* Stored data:
+ + + + +

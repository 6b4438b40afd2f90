use axum::{
    extract::{Path, Query, State},
    http::StatusCode,
    response::{IntoResponse, Response},
    Json,
};
use mongodb::bson::doc;
use serde::Deserialize;
use serde_json::json;
use std::sync::Arc;

use crate::extractors::{AppJson, SessionIdentity};
use crate::models::hint::RevealHintRequest;
use crate::models::problem::Problem;
use crate::services::{hints, mastery, AppState};

use super::internal_error;

#[derive(Debug, Deserialize)]
pub struct RecommendationsQuery {
    #[serde(default = "default_limit")]
    pub limit: usize,
}

fn default_limit() -> usize {
    5
}

/// GET /recommendations/problems
pub async fn problems(
    State(state): State<Arc<AppState>>,
    identity: SessionIdentity,
    Query(query): Query<RecommendationsQuery>,
) -> Response {
    let limit = query.limit.clamp(1, 20);
    match mastery::recommendations(&state, &identity.session_id, limit).await {
        Ok(recs) => (
            StatusCode::OK,
            Json(json!({ "success": true, "data": { "recommendations": recs } })),
        )
            .into_response(),
        Err(e) => internal_error(e),
    }
}

/// GET /recommendations/mastery
pub async fn mastery_breakdown(
    State(state): State<Arc<AppState>>,
    identity: SessionIdentity,
) -> Response {
    match mastery::mastery_breakdown(&state, &identity.session_id).await {
        Ok(data) => (
            StatusCode::OK,
            Json(json!({ "success": true, "data": { "categories": data } })),
        )
            .into_response(),
        Err(e) => internal_error(e),
    }
}

/// GET /recommendations/daily-challenge
pub async fn daily_challenge(
    State(state): State<Arc<AppState>>,
    identity: SessionIdentity,
) -> Response {
    match mastery::daily_challenge(&state, &identity.session_id).await {
        Ok(Some(challenge)) => (
            StatusCode::OK,
            Json(json!({
                "success": true,
                "data": {
                    "challenge": challenge,
                    "description": "Complete today's challenge to maintain your learning streak!"
                }
            })),
        )
            .into_response(),
        Ok(None) => (
            StatusCode::NOT_FOUND,
            Json(json!({ "success": false, "error": "No daily challenge available" })),
        )
            .into_response(),
        Err(e) => internal_error(e),
    }
}

/// GET /recommendations/achievements
pub async fn achievements(
    State(state): State<Arc<AppState>>,
    identity: SessionIdentity,
) -> Response {
    match mastery::achievements(&state, &identity.session_id).await {
        Ok(board) => (
            StatusCode::OK,
            Json(json!({ "success": true, "data": { "achievements": board } })),
        )
            .into_response(),
        Err(e) => internal_error(e),
    }
}

async fn load_problem(state: &AppState, numeric_id: i64) -> Result<Option<Problem>, Response> {
    state
        .mongo
        .collection::<Problem>("problems")
        .find_one(doc! { "numeric_id": numeric_id, "is_active": true })
        .await
        .map_err(|e| internal_error(e.into()))
}

/// GET /recommendations/hints/{problemId}
pub async fn list_hints(
    State(state): State<Arc<AppState>>,
    identity: SessionIdentity,
    Path(numeric_id): Path<i64>,
) -> Response {
    let problem = match load_problem(&state, numeric_id).await {
        Ok(Some(p)) => p,
        Ok(None) => return problem_not_found(numeric_id),
        Err(resp) => return resp,
    };

    match hints::list_hints(&state, &identity.session_id, &problem).await {
        Ok(data) => (StatusCode::OK, Json(json!({ "success": true, "data": data }))).into_response(),
        Err(e) => internal_error(e),
    }
}

#[derive(Debug, Deserialize)]
#[serde(rename_all = "camelCase")]
pub struct HintUsageRequest {
    pub problem_numeric_id: i64,
    #[serde(flatten)]
    pub reveal: RevealHintRequest,
}

/// POST /recommendations/hint-usage
pub async fn reveal_hint(
    State(state): State<Arc<AppState>>,
    identity: SessionIdentity,
    AppJson(req): AppJson<HintUsageRequest>,
) -> Response {
    let problem = match load_problem(&state, req.problem_numeric_id).await {
        Ok(Some(p)) => p,
        Ok(None) => return problem_not_found(req.problem_numeric_id),
        Err(resp) => return resp,
    };

    match hints::reveal_hint(&state, &identity.session_id, &problem, &req.reveal.hint_id).await {
        Ok(Ok(view)) => (
            StatusCode::OK,
            Json(json!({ "success": true, "data": { "hint": view } })),
        )
            .into_response(),
        Ok(Err(hints::HintError::NotFound)) => (
            StatusCode::NOT_FOUND,
            Json(json!({ "success": false, "error": "Hint not found" })),
        )
            .into_response(),
        Ok(Err(e @ hints::HintError::Locked { .. })) => (
            StatusCode::FORBIDDEN,
            Json(json!({ "success": false, "error": e.to_string() })),
        )
            .into_response(),
        Err(e) => internal_error(e),
    }
}

fn problem_not_found(numeric_id: i64) -> Response {
    (
        StatusCode::NOT_FOUND,
        Json(json!({
            "success": false,
            "error": format!("Problem {} not found", numeric_id)
        })),
    )
        .into_response()
}
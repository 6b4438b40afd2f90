use rand;
use std::time::Duration;

#[derive(Clone)]
pub struct RetryConfig {
    pub max_attempts: usize,
    pub base_backoff: Duration,
    pub max_backoff: Duration,
    pub jitter_max: Option<Duration>,
}

impl Default for RetryConfig {
    fn default() -> Self {
        Self {
            max_attempts: 5,
            base_backoff: Duration::from_millis(20),
            max_backoff: Duration::from_millis(500),
            jitter_max: Some(Duration::from_millis(50)),
        }
    }
}

impl RetryConfig {
    /// Tighter loop for writes that must land (ledger appends).
    pub fn aggressive() -> Self {
        Self {
            max_attempts: 7,
            base_backoff: Duration::from_millis(50),
            max_backoff: Duration::from_millis(1000),
            jitter_max: Some(Duration::from_millis(100)),
        }
    }
}

pub async fn retry_async_with_config<F, Fut, T, E>(config: RetryConfig, mut f: F) -> Result<T, E>
where
    F: FnMut() -> Fut,
    Fut: std::future::Future<Output = Result<T, E>>,
{
    let mut attempts_left = config.max_attempts;
    let mut backoff = config.base_backoff;

    loop {
        match f().await {
            Ok(v) => return Ok(v),
            Err(e) => {
                attempts_left = attempts_left.saturating_sub(1);
                if attempts_left == 0 {
                    return Err(e);
                }

                // apply jitter
                if let Some(jitter_max) = config.jitter_max {
                    let jitter_ms = jitter_max.as_millis() as u64;
                    let extra = if jitter_ms == 0 {
                        0
                    } else {
                        rand::random::<u64>() % (jitter_ms + 1)
                    };
                    tokio::time::sleep(backoff + Duration::from_millis(extra)).await;
                } else {
                    tokio::time::sleep(backoff).await;
                }

                backoff = std::cmp::min(backoff * 2, config.max_backoff);
            }
        }
    }
}

#[cfg(test)]
mod tests {
    use super::*;
    use std::sync::atomic::{AtomicUsize, Ordering};

    #[tokio::test]
    async fn retry_succeeds_after_retries() {
        let counter = AtomicUsize::new(0);
        let cfg = RetryConfig {
            max_attempts: 3,
            base_backoff: Duration::from_millis(1),
            max_backoff: Duration::from_millis(10),
            jitter_max: None,
        };

        let res: Result<usize, &'static str> = retry_async_with_config(cfg, || async {
            let n = counter.fetch_add(1, Ordering::SeqCst);
            if n < 2 {
                Err("fail")
            } else {
                Ok(n)
            }
        })
        .await;

        assert!(res.is_ok());
        assert!(counter.load(Ordering::SeqCst) >= 3);
    }

    #[tokio::test]
    async fn retry_fails_after_max_attempts() {
        let counter = AtomicUsize::new(0);
        let cfg = RetryConfig {
            max_attempts: 2,
            base_backoff: Duration::from_millis(1),
            max_backoff: Duration::from_millis(10),
            jitter_max: None,
        };

        let res: Result<(), &'static str> = retry_async_with_config(cfg, || async {
            counter.fetch_add(1, Ordering::SeqCst);
            Err("always fail")
        })
        .await;

        assert!(res.is_err());
        assert_eq!(counter.load(Ordering::SeqCst), 2);
    }
}
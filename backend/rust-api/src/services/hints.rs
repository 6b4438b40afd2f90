use anyhow::Result;
use chrono::Utc;
use futures::TryStreamExt;
use mongodb::bson::doc;
use mongodb::Collection;
use std::collections::HashSet;
use thiserror::Error;

use crate::metrics;
use crate::models::hint::{HintListResponse, HintUsage, HintView};
use crate::models::problem::{Problem, ProblemHint};
use crate::models::progress::ProblemProgress;
use crate::utils::time::chrono_to_bson;

use super::AppState;

#[derive(Debug, Error)]
pub enum HintError {
    #[error("hint not found")]
    NotFound,
    #[error("hint unlocks after {required} attempts; session has {current}")]
    Locked { required: u32, current: u32 },
}

/// Whether a hint is open for a session with this many attempts. A hint
/// that was already revealed stays open even if authored thresholds
/// later change.
pub fn is_unlocked(hint: &ProblemHint, attempts: u32, already_revealed: bool) -> bool {
    already_revealed || attempts >= hint.reveal_after_attempts
}

/// Build the hint board for a problem: unlocked hints carry content,
/// locked ones only say how far away they are.
pub fn hint_views(
    hints: &[ProblemHint],
    attempts: u32,
    revealed: &HashSet<String>,
) -> Vec<HintView> {
    let mut ordered: Vec<&ProblemHint> = hints.iter().collect();
    ordered.sort_by_key(|h| h.hint_order);
    ordered
        .into_iter()
        .map(|h| {
            if is_unlocked(h, attempts, revealed.contains(&h.id)) {
                HintView {
                    id: h.id.clone(),
                    hint_order: h.hint_order,
                    hint_type: h.hint_type.clone(),
                    locked: false,
                    content: Some(h.content.clone()),
                    unlocks_after_attempts: None,
                }
            } else {
                HintView {
                    id: h.id.clone(),
                    hint_order: h.hint_order,
                    hint_type: h.hint_type.clone(),
                    locked: true,
                    content: None,
                    unlocks_after_attempts: Some(h.reveal_after_attempts - attempts),
                }
            }
        })
        .collect()
}

fn usage(state: &AppState) -> Collection<HintUsage> {
    state.mongo.collection("hint_usage")
}

async fn attempts_count(state: &AppState, session_id: &str, numeric_id: i64) -> Result<u32> {
    let progress: Collection<ProblemProgress> = state.mongo.collection("problem_progress");
    Ok(progress
        .find_one(doc! { "_id": ProblemProgress::doc_id(session_id, numeric_id) })
        .await?
        .map(|p| p.attempts_count)
        .unwrap_or(0))
}

async fn revealed_ids(state: &AppState, session_id: &str, numeric_id: i64) -> Result<HashSet<String>> {
    let mut cursor = usage(state)
        .find(doc! { "session_id": session_id, "problem_numeric_id": numeric_id })
        .await?;
    let mut ids = HashSet::new();
    while let Some(u) = cursor.try_next().await? {
        ids.insert(u.hint_id);
    }
    Ok(ids)
}

pub async fn list_hints(
    state: &AppState,
    session_id: &str,
    problem: &Problem,
) -> Result<HintListResponse> {
    let attempts = attempts_count(state, session_id, problem.numeric_id).await?;
    let revealed = revealed_ids(state, session_id, problem.numeric_id).await?;
    Ok(HintListResponse {
        problem_numeric_id: problem.numeric_id,
        attempts_count: attempts,
        hints: hint_views(&problem.hints, attempts, &revealed),
    })
}

/// Record a reveal and return the hint content. Idempotent: revealing
/// the same hint twice records one usage event.
pub async fn reveal_hint(
    state: &AppState,
    session_id: &str,
    problem: &Problem,
    hint_id: &str,
) -> Result<Result<HintView, HintError>> {
    let Some(hint) = problem.hints.iter().find(|h| h.id == hint_id) else {
        return Ok(Err(HintError::NotFound));
    };

    let attempts = attempts_count(state, session_id, problem.numeric_id).await?;
    let revealed = revealed_ids(state, session_id, problem.numeric_id).await?;
    if !is_unlocked(hint, attempts, revealed.contains(hint_id)) {
        return Ok(Err(HintError::Locked {
            required: hint.reveal_after_attempts,
            current: attempts,
        }));
    }

    let doc_id = HintUsage::doc_id(session_id, hint_id);
    let result = usage(state)
        .update_one(
            doc! { "_id": &doc_id },
            doc! { "$setOnInsert": {
                "session_id": session_id,
                "problem_numeric_id": problem.numeric_id,
                "hint_id": hint_id,
                "revealed_at": chrono_to_bson(Utc::now()),
            }},
        )
        .upsert(true)
        .await?;

    let first_reveal = result.upserted_id.is_some();
    metrics::HINTS_REVEALED_TOTAL
        .with_label_values(&[if first_reveal { "true" } else { "false" }])
        .inc();

    Ok(Ok(HintView {
        id: hint.id.clone(),
        hint_order: hint.hint_order,
        hint_type: hint.hint_type.clone(),
        locked: false,
        content: Some(hint.content.clone()),
        unlocks_after_attempts: None,
    }))
}

/// True when the session revealed any hint for this problem. Used to
/// mark attempts as hint-assisted.
pub async fn any_hint_used(state: &AppState, session_id: &str, numeric_id: i64) -> Result<bool> {
    let count = usage(state)
        .count_documents(doc! { "session_id": session_id, "problem_numeric_id": numeric_id })
        .await?;
    Ok(count > 0)
}
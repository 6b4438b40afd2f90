use redis::AsyncCommands;
use sha2::{Digest, Sha256};
use thiserror::Error;

use crate::metrics;
use crate::models::problem::Problem;
use crate::models::Dialect;

use super::AppState;

/// Rebuilt environments are trusted for this long before the setup
/// fingerprint is re-checked against the problem definition.
const ENV_HASH_TTL_SECS: u64 = 3600;

#[derive(Debug, Error)]
pub enum ProvisionError {
    #[error("problem {numeric_id} has no {dialect} schema")]
    UnsupportedDialect { numeric_id: i64, dialect: Dialect },
    #[error("failed to build sandbox environment: {0}")]
    SetupFailed(String),
}

fn hash_key(numeric_id: i64, dialect: Dialect) -> String {
    format!("env:hash:{}:{}", numeric_id, dialect)
}

fn setup_fingerprint(setup_sql: &str) -> String {
    hex::encode(Sha256::digest(setup_sql.as_bytes()))
}

/// Make sure the problem's namespace exists and matches its current
/// setup script. No-op when the stored fingerprint is fresh.
///
/// Callers across this process are serialized per (problem, dialect);
/// concurrent rebuilds from other replicas are tolerated because the
/// rebuild is idempotent (drop then create).
pub async fn ensure_environment(
    state: &AppState,
    problem: &Problem,
    dialect: Dialect,
) -> Result<(), ProvisionError> {
    let schema = problem
        .schema_for(dialect)
        .ok_or(ProvisionError::UnsupportedDialect {
            numeric_id: problem.numeric_id,
            dialect,
        })?;

    let lock = state.env_lock((problem.numeric_id, dialect)).await;
    let _guard = lock.lock().await;

    let fingerprint = setup_fingerprint(&schema.setup_sql);
    let key = hash_key(problem.numeric_id, dialect);

    let mut redis = state.redis.clone();
    let cached: Option<String> = redis.get(&key).await.unwrap_or_else(|e| {
        tracing::warn!(error = %e, "env fingerprint lookup failed, forcing rebuild");
        None
    });
    if cached.as_deref() == Some(fingerprint.as_str()) {
        metrics::record_cache_hit();
        return Ok(());
    }
    metrics::record_cache_miss();

    tracing::info!(
        problem = problem.numeric_id,
        dialect = %dialect,
        "rebuilding sandbox environment"
    );

    let rebuild = match dialect {
        Dialect::Postgresql => {
            rebuild_postgres(state, problem.numeric_id, &schema.setup_sql).await
        }
        Dialect::Mysql => rebuild_mysql(state, problem.numeric_id, &schema.setup_sql).await,
    };

    match rebuild {
        Ok(()) => {
            metrics::ENVIRONMENTS_PROVISIONED_TOTAL
                .with_label_values(&[dialect.as_str(), "ok"])
                .inc();
            // Cache failure only costs an extra rebuild next time.
            let set: Result<(), _> = redis.set_ex(&key, &fingerprint, ENV_HASH_TTL_SECS).await;
            if let Err(e) = set {
                tracing::warn!(error = %e, "failed to store env fingerprint");
            }
            Ok(())
        }
        Err(e) => {
            metrics::ENVIRONMENTS_PROVISIONED_TOTAL
                .with_label_values(&[dialect.as_str(), "error"])
                .inc();
            // A half-built namespace must never be mistaken for fresh.
            let _: Result<(), _> = redis.del(&key).await;
            tear_down(state, problem.numeric_id, dialect).await;
            Err(ProvisionError::SetupFailed(e))
        }
    }
}

// Setup scripts run against the pool directly; a raw_sql batch executes
// on a single pooled connection either way, and borrowing an acquired
// connection here would make the future non-Send.
async fn rebuild_postgres(state: &AppState, numeric_id: i64, setup_sql: &str) -> Result<(), String> {
    let script = format!(
        "DROP SCHEMA IF EXISTS env_{id} CASCADE;\n\
         CREATE SCHEMA env_{id};\n\
         SET search_path TO env_{id};\n\
         {setup}",
        id = numeric_id,
        setup = setup_sql
    );
    sqlx::raw_sql(&script)
        .execute(&state.sandbox.postgres)
        .await
        .map(|_| ())
        .map_err(|e| e.to_string())
}

async fn rebuild_mysql(state: &AppState, numeric_id: i64, setup_sql: &str) -> Result<(), String> {
    let script = format!(
        "DROP DATABASE IF EXISTS env_{id};\n\
         CREATE DATABASE env_{id};\n\
         USE env_{id};\n\
         {setup}",
        id = numeric_id,
        setup = setup_sql
    );
    sqlx::raw_sql(&script)
        .execute(&state.sandbox.mysql)
        .await
        .map(|_| ())
        .map_err(|e| e.to_string())
}

/// Best-effort removal of a namespace after a failed rebuild.
async fn tear_down(state: &AppState, numeric_id: i64, dialect: Dialect) {
    let result = match dialect {
        Dialect::Postgresql => {
            sqlx::raw_sql(&format!("DROP SCHEMA IF EXISTS env_{} CASCADE", numeric_id))
                .execute(&state.sandbox.postgres)
                .await
                .map(|_| ())
                .map_err(|e| e.to_string())
        }
        Dialect::Mysql => sqlx::raw_sql(&format!("DROP DATABASE IF EXISTS env_{}", numeric_id))
            .execute(&state.sandbox.mysql)
            .await
            .map(|_| ())
            .map_err(|e| e.to_string()),
    };
    if let Err(e) = result {
        tracing::warn!(
            problem = numeric_id,
            dialect = %dialect,
            error = %e,
            "failed to tear down broken environment"
        );
    }
}

/// Warm every active problem's environment for both dialects. Used at
/// startup and by the admin setup endpoint.
pub async fn warm_all(state: &AppState, problems: &[Problem]) -> (usize, usize) {
    let mut ok = 0usize;
    let mut failed = 0usize;
    for problem in problems {
        for schema in &problem.schemas {
            match ensure_environment(state, problem, schema.dialect).await {
                Ok(()) => ok += 1,
                Err(e) => {
                    tracing::error!(
                        problem = problem.numeric_id,
                        dialect = %schema.dialect,
                        error = %e,
                        "environment warmup failed"
                    );
                    failed += 1;
                }
            }
        }
    }
    (ok, failed)
}

#[cfg(test)]
mod tests {
    use super::*;

    #[test]
    fn fingerprint_is_stable_and_content_sensitive() {
        let a = setup_fingerprint("CREATE TABLE t (x INT);");
        let b = setup_fingerprint("CREATE TABLE t (x INT);");
        let c = setup_fingerprint("CREATE TABLE t (y INT);");
        assert_eq!(a, b);
        assert_ne!(a, c);
        assert_eq!(a.len(), 64);
    }

    // Axum handlers require Send futures; this stops compiling if the
    // rebuild path ever reintroduces a connection borrow that is not.
    #[test]
    fn ensure_environment_future_is_send() {
        fn require_send<F: std::future::Future + Send>(_: F) {}
        fn check(state: &AppState, problem: &Problem) {
            require_send(ensure_environment(state, problem, Dialect::Postgresql));
            require_send(ensure_environment(state, problem, Dialect::Mysql));
        }
        let _ = check;
    }

    #[test]
    fn hash_key_is_scoped_per_dialect() {
        assert_ne!(
            hash_key(7, Dialect::Postgresql),
            hash_key(7, Dialect::Mysql)
        );
        assert_eq!(hash_key(7, Dialect::Postgresql), "env:hash:7:postgresql");
    }
}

+ + + + +

* PROBLEM TO WORK ON: Scan the records for the word "Option" and copy every line where it is found.

* WRITTEN SOLUTION:
async fn load_problem(state: &AppState, numeric_id: i64) -> Result<Option<Problem>, Response> {
    pub jitter_max: Option<Duration>,
    let cached: Option<String> = redis.get(&key).await.unwrap_or_else(|e| {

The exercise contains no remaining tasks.